-- EXERCISE DATA follows --
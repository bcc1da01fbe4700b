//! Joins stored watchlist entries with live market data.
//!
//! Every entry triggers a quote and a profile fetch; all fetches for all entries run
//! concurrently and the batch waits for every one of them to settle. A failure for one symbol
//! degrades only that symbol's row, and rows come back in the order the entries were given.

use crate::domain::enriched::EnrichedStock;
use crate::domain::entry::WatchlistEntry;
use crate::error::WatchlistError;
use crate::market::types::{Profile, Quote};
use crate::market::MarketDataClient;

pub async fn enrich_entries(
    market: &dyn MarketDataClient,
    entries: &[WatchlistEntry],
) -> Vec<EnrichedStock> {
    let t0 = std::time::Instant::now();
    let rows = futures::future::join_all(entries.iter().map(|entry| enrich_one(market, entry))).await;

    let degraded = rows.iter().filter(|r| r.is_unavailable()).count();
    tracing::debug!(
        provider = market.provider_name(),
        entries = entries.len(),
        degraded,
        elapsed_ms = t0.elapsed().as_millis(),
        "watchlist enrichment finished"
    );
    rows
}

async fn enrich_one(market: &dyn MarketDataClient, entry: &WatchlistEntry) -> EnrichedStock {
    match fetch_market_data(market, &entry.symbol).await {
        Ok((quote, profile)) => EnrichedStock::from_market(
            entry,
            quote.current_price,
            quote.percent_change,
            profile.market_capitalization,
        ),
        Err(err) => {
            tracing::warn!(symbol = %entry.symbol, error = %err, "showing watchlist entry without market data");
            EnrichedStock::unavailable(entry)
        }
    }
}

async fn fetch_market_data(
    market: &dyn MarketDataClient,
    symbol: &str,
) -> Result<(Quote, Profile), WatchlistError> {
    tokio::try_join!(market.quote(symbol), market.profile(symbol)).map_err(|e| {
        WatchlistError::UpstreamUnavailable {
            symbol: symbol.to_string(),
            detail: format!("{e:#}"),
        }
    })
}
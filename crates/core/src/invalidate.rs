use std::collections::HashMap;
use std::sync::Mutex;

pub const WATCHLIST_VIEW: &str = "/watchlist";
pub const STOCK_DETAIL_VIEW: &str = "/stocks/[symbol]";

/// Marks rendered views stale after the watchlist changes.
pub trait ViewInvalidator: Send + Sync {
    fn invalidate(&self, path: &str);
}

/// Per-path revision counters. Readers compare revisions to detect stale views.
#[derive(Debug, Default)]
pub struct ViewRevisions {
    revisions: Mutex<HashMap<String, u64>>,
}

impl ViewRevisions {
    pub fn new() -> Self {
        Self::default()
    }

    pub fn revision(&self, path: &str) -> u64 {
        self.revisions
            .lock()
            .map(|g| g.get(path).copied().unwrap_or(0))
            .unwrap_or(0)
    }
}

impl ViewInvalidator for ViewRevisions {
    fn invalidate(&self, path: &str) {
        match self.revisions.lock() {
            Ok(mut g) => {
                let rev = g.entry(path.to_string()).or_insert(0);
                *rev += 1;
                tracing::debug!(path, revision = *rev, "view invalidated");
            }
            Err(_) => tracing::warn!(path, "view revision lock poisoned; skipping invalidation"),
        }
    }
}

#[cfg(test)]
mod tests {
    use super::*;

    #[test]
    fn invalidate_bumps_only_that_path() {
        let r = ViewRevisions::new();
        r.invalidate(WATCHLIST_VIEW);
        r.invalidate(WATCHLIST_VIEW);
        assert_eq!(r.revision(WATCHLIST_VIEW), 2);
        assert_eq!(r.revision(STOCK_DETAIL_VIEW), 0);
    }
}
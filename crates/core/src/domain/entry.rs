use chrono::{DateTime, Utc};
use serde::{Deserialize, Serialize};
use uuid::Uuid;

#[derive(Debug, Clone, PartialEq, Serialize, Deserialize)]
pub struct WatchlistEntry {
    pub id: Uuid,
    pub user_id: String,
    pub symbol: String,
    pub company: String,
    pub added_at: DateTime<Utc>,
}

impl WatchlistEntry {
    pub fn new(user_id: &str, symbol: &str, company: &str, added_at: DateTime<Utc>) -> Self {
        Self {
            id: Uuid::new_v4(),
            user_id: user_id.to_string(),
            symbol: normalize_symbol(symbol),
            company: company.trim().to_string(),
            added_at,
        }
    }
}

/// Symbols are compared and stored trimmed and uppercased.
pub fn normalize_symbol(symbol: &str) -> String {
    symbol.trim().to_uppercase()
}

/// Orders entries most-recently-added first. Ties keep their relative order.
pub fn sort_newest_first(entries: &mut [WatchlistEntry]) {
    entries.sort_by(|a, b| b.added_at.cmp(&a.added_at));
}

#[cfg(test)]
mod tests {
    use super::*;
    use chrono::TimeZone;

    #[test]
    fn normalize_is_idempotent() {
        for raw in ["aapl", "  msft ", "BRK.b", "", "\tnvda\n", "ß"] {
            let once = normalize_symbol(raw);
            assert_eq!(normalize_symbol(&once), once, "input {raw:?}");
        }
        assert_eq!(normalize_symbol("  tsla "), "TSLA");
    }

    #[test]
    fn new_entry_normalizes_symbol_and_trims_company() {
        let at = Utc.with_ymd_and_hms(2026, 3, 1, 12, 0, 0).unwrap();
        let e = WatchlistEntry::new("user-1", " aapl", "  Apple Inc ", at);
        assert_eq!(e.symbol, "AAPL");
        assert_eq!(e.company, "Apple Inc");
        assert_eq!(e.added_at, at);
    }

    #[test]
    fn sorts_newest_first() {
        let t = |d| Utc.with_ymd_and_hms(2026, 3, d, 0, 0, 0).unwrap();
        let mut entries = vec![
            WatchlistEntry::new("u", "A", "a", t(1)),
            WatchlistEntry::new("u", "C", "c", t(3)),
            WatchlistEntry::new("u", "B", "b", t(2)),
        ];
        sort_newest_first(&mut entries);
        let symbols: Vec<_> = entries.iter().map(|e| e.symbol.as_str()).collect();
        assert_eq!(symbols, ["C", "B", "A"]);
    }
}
-- EXERCISE DATA concluded --
-- EXERCISE DATA follows --
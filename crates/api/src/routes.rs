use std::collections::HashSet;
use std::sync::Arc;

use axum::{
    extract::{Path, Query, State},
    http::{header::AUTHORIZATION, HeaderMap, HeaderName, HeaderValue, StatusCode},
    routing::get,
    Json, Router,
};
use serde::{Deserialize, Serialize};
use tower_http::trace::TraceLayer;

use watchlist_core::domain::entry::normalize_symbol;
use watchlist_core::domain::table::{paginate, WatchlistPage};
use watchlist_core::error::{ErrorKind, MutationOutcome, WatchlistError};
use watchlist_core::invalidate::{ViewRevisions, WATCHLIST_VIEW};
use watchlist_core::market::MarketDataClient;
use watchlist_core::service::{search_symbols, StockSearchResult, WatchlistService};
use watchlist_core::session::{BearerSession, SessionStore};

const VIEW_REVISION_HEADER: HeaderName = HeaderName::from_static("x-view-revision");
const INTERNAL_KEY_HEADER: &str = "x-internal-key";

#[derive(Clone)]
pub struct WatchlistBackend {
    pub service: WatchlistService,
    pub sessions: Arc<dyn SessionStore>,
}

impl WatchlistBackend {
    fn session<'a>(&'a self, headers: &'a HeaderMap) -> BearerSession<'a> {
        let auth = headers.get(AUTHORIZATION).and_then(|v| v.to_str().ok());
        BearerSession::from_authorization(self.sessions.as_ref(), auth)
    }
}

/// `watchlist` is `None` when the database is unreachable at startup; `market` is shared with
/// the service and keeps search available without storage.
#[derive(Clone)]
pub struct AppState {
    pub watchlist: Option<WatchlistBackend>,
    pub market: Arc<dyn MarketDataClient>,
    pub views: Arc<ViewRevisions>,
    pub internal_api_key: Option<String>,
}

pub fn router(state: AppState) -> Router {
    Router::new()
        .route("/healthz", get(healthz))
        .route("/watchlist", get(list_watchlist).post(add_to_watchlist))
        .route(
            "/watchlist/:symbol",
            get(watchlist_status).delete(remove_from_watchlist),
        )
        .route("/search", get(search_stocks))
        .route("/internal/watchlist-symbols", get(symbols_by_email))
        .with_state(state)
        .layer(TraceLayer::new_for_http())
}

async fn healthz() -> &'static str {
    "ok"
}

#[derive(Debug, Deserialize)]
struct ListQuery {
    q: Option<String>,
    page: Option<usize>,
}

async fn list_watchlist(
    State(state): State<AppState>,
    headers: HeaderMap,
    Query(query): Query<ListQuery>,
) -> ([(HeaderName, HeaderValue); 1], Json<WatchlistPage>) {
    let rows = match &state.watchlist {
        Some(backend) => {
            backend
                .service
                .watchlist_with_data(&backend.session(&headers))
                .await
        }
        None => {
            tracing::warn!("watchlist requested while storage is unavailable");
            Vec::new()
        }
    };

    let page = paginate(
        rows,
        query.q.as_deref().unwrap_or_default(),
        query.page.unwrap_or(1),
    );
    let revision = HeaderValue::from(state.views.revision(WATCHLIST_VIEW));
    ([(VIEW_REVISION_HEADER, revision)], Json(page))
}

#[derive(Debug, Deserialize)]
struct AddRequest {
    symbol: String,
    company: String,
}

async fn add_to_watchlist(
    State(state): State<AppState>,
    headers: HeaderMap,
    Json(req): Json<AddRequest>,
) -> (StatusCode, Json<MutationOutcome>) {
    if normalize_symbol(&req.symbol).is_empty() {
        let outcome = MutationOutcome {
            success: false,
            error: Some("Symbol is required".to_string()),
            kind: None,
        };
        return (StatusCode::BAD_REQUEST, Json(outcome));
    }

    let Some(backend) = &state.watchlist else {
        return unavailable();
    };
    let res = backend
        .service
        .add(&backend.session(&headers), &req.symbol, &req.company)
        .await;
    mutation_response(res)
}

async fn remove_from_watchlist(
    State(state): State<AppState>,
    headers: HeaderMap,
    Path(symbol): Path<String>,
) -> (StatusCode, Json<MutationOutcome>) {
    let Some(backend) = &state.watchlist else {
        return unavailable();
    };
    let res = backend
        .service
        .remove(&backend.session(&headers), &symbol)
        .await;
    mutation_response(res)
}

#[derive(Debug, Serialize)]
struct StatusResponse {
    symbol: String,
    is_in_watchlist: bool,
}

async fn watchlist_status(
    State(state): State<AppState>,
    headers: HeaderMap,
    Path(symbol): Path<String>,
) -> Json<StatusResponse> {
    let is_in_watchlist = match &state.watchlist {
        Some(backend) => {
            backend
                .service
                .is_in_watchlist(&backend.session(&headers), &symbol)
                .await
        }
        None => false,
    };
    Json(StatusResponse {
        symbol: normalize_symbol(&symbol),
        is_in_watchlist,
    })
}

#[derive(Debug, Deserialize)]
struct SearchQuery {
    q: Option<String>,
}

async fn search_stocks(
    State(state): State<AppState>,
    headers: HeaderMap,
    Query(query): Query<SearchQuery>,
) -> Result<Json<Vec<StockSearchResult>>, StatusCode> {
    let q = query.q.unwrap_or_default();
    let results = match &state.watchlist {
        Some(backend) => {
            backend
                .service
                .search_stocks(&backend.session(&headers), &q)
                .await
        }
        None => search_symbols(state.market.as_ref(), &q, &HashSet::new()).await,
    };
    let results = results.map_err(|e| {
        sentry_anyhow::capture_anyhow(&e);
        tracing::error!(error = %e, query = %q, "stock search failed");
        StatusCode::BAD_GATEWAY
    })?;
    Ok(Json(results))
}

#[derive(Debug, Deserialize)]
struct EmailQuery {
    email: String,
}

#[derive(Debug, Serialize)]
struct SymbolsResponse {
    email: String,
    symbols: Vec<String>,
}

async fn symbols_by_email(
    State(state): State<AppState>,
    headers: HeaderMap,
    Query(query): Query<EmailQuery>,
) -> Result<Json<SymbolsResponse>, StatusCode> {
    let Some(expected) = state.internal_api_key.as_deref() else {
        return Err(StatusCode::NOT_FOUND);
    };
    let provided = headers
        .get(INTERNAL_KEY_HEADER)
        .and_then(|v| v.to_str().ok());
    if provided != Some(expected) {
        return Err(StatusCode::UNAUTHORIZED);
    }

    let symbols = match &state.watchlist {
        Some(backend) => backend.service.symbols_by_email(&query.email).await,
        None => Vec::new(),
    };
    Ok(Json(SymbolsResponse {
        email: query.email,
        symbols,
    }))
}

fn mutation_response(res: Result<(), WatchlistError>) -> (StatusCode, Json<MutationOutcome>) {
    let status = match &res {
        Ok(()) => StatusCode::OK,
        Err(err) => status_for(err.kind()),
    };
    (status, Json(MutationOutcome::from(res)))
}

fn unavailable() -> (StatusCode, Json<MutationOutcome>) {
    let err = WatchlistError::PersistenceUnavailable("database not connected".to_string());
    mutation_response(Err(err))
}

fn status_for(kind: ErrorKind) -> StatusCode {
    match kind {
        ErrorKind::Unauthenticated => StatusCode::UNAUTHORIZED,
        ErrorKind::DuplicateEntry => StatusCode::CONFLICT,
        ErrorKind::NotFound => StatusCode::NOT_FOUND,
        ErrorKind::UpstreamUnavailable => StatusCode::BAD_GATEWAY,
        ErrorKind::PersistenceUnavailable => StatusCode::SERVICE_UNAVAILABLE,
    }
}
-- EXERCISE DATA concluded --
-- EXERCISE DATA follows --
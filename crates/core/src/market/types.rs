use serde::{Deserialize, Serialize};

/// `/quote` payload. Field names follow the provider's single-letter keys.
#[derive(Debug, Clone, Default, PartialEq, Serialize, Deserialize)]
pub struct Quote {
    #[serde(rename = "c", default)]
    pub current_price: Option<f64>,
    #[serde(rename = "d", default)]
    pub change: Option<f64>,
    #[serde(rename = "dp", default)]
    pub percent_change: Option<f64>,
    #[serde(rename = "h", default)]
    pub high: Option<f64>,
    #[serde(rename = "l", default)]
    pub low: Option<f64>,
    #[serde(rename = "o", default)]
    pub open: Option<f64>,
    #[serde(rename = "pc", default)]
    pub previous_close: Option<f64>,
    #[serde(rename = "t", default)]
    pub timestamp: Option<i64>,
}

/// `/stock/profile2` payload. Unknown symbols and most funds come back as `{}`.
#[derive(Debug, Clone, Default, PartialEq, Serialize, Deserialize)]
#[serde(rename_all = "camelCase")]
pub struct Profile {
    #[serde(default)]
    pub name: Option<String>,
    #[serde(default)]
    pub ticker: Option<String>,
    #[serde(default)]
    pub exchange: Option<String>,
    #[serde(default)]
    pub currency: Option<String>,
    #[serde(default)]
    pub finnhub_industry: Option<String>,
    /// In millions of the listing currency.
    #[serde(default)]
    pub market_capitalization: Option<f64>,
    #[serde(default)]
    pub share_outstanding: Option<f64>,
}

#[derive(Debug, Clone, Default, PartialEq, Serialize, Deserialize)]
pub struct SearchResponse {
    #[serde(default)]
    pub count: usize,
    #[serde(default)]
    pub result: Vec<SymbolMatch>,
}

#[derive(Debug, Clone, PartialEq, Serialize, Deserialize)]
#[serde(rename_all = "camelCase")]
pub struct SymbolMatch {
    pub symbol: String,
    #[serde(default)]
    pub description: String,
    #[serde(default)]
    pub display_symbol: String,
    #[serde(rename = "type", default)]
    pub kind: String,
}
-- EXERCISE DATA concluded --
## YOUR TASK
From the entries above, write out only the lines starting at the line that holds "Ok((quote, profile)) =>" and ending at the line that holds "Ok(mut g) =>", keeping both and matching them exactly.

## RESULT OF THIS EXERCISE
        Ok((quote, profile)) => EnrichedStock::from_market(
            entry,
            quote.current_price,
            quote.percent_change,
            profile.market_capitalization,
        ),
        Err(err) => {
            tracing::warn!(symbol = %entry.symbol, error = %err, "showing watchlist entry without market data");
            EnrichedStock::unavailable(entry)
        }
    }
}

async fn fetch_market_data(
    market: &dyn MarketDataClient,
    symbol: &str,
) -> Result<(Quote, Profile), WatchlistError> {
    tokio::try_join!(market.quote(symbol), market.profile(symbol)).map_err(|e| {
        WatchlistError::UpstreamUnavailable {
            symbol: symbol.to_string(),
            detail: format!("{e:#}"),
        }
    })
}
filename crates/core/src/invalidate.rs
use std::collections::HashMap;
use std::sync::Mutex;

pub const WATCHLIST_VIEW: &str = "/watchlist";
pub const STOCK_DETAIL_VIEW: &str = "/stocks/[symbol]";

/// Marks rendered views stale after the watchlist changes.
pub trait ViewInvalidator: Send + Sync {
    fn invalidate(&self, path: &str);
}

/// Per-path revision counters. Readers compare revisions to detect stale views.
#[derive(Debug, Default)]
pub struct ViewRevisions {
    revisions: Mutex<HashMap<String, u64>>,
}

impl ViewRevisions {
    pub fn new() -> Self {
        Self::default()
    }

    pub fn revision(&self, path: &str) -> u64 {
        self.revisions
            .lock()
            .map(|g| g.get(path).copied().unwrap_or(0))
            .unwrap_or(0)
    }
}

impl ViewInvalidator for ViewRevisions {
    fn invalidate(&self, path: &str) {
        match self.revisions.lock() {
            Ok(mut g) => {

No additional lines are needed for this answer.